### What to do:
Every entry should be copied exactly, with nothing added or dropped.

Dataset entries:
━━━━━━
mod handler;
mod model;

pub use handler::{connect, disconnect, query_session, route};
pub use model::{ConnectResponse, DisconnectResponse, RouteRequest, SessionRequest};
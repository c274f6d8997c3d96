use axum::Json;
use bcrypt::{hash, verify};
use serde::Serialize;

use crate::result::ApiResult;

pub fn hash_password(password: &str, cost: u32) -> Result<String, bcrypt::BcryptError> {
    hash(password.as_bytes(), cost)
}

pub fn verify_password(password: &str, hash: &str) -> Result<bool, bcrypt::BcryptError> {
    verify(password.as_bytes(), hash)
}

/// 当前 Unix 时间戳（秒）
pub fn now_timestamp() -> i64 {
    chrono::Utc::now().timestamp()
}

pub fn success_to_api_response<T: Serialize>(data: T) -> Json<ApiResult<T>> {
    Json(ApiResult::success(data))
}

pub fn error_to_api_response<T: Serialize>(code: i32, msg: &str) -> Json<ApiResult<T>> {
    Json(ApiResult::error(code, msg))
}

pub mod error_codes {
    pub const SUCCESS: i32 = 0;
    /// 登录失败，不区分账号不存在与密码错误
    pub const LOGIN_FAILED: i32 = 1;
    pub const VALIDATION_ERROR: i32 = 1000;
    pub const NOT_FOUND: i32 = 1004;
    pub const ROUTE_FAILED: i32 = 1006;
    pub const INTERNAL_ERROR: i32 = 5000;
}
━━━━━━
### Answer space:
mod handler;
mod model;

pub use handler::{connect, disconnect, query_session, route};
pub use model::{ConnectResponse, DisconnectResponse, RouteRequest, SessionRequest};
repository c274f6d8997c3d96
use axum::Json;
use bcrypt::{hash, verify};
use serde::Serialize;

use crate::result::ApiResult;

pub fn hash_password(password: &str, cost: u32) -> Result<String, bcrypt::BcryptError> {
    hash(password.as_bytes(), cost)
}

pub fn verify_password(password: &str, hash: &str) -> Result<bool, bcrypt::BcryptError> {
    verify(password.as_bytes(), hash)
}

/// 当前 Unix 时间戳（秒）
pub fn now_timestamp() -> i64 {
    chrono::Utc::now().timestamp()
}

pub fn success_to_api_response<T: Serialize>(data: T) -> Json<ApiResult<T>> {
    Json(ApiResult::success(data))
}

pub fn error_to_api_response<T: Serialize>(code: i32, msg: &str) -> Json<ApiResult<T>> {
    Json(ApiResult::error(code, msg))
}

pub mod error_codes {
    pub const SUCCESS: i32 = 0;
    /// 登录失败，不区分账号不存在与密码错误
    pub const LOGIN_FAILED: i32 = 1;
    pub const VALIDATION_ERROR: i32 = 1000;
    pub const NOT_FOUND: i32 = 1004;
    pub const ROUTE_FAILED: i32 = 1006;
    pub const INTERNAL_ERROR: i32 = 5000;
}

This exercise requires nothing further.